Russia, fermato attivista italiano: stava per consegnare petizione contro persecuzioni gay in Cecenia

C’è grande preoccupazione per il fermo operato dalla polizia russa nei confronti di un cittadino italiano, Yuri Guaiana, attivista dell’associazione radicale “Certi diritti”.

A darne notizia sono il segretario dell’associazione Leonardo Monaco e Marco Cappato. Stando a quanto riferito dai due esponenti, sembra che Guaiana sia stato fermato dalla polizia a Mosca mentre si stava recando alla procura generale per consegnare le firme raccolte dalla petizione contro il trattamento dei gay in Cecenia.

Attualmente, l’italiano si troverebbe in stato di fermo in una caserma della polizia a Mosca. La Farnesina ha provveduto ad attivare immediatamente il consolato italiano, che si sta portando sul posto per fornire la massima assistenza al nostro connazionale. A riferirlo è il sottosegretario agli Esteri, Benedetto Della Vedova, che ha confermato di sapere che Yuri “sta bene” e che sono note le coordinate della caserma dove è detenuto. Anche il ministro Orlando ha espresso preoccupazione per l’accaduto.

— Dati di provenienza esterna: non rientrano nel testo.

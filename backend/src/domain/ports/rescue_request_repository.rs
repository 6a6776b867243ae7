//! Port for rescue request persistence.

use std::collections::HashMap;

use async_trait::async_trait;

use crate::domain::{RescueRequest, RescueRequestId, RescueStatus, UserId};

use super::define_port_error;

define_port_error! {
    /// Errors raised by rescue request repository adapters.
    pub enum RescueRequestRepositoryError {
        /// Repository connection could not be established.
        Connection { message: String } =>
            "rescue request repository connection failed: {message}",
        /// Query or mutation failed during execution.
        Query { message: String } =>
            "rescue request repository query failed: {message}",
    }
}

/// Exact-match filters, AND-combined. An empty `statuses` list matches any
/// status; several statuses match any of them.
#[derive(Debug, Clone, Default, PartialEq, Eq)]
pub struct RescueRequestFilter {
    pub statuses: Vec<RescueStatus>,
    pub informer: Option<UserId>,
    pub assigned_to: Option<UserId>,
}

impl RescueRequestFilter {
    pub fn matches(&self, request: &RescueRequest) -> bool {
        (self.statuses.is_empty() || self.statuses.contains(&request.status()))
            && self
                .informer
                .as_ref()
                .is_none_or(|informer| request.informer() == informer)
            && self
                .assigned_to
                .as_ref()
                .is_none_or(|assignee| request.assigned_to() == Some(assignee))
    }
}

/// Whose requests to count.
#[derive(Debug, Clone, PartialEq, Eq)]
pub enum StatusCountScope {
    /// Requests filed by this informer.
    Informer(UserId),
    /// Requests currently assigned to this volunteer.
    Assignee(UserId),
}

/// Number of requests per status.
#[derive(Debug, Clone, Default, PartialEq, Eq)]
pub struct StatusCounts(HashMap<RescueStatus, u64>);

impl StatusCounts {
    pub fn get(&self, status: RescueStatus) -> u64 {
        self.0.get(&status).copied().unwrap_or(0)
    }

    /// Sum of the counts for `statuses`.
    pub fn sum(&self, statuses: &[RescueStatus]) -> u64 {
        statuses.iter().map(|status| self.get(*status)).sum()
    }

    pub fn total(&self) -> u64 {
        self.0.values().sum()
    }

    pub fn record(&mut self, status: RescueStatus, count: u64) {
        *self.0.entry(status).or_insert(0) += count;
    }
}

/// Rescue request storage. Every call is atomic for the one entity it
/// touches; there are no cross-entity transactions.
#[cfg_attr(test, mockall::automock)]
#[async_trait]
pub trait RescueRequestRepository: Send + Sync {
    async fn insert(&self, request: &RescueRequest) -> Result<(), RescueRequestRepositoryError>;

    /// Overwrite a stored request. Returns `false` when it no longer exists.
    async fn save(&self, request: &RescueRequest) -> Result<bool, RescueRequestRepositoryError>;

    async fn find_by_id(
        &self,
        id: &RescueRequestId,
    ) -> Result<Option<RescueRequest>, RescueRequestRepositoryError>;

    /// Matching requests, newest first.
    async fn list(
        &self,
        filter: &RescueRequestFilter,
    ) -> Result<Vec<RescueRequest>, RescueRequestRepositoryError>;

    /// Remove a request. Returns `false` when nothing was deleted.
    async fn delete(&self, id: &RescueRequestId) -> Result<bool, RescueRequestRepositoryError>;

    /// Live per-status counts for the read-side statistics backstop.
    async fn status_counts(
        &self,
        scope: &StatusCountScope,
    ) -> Result<StatusCounts, RescueRequestRepositoryError>;
}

“Siamo qui per consegnare più di 2 milioni di firme al procuratore generale. Non è mai avvenuto prima – ha dichiarato Guaiana prima di essere fermato – molta della popolazione cecena chiede che si faccia un’inchiesta efficace e che si fermino subito arresti, torture e uccisioni di gay. I cittadini russi meritano di vivere in libertà e in uno stato di diritto”.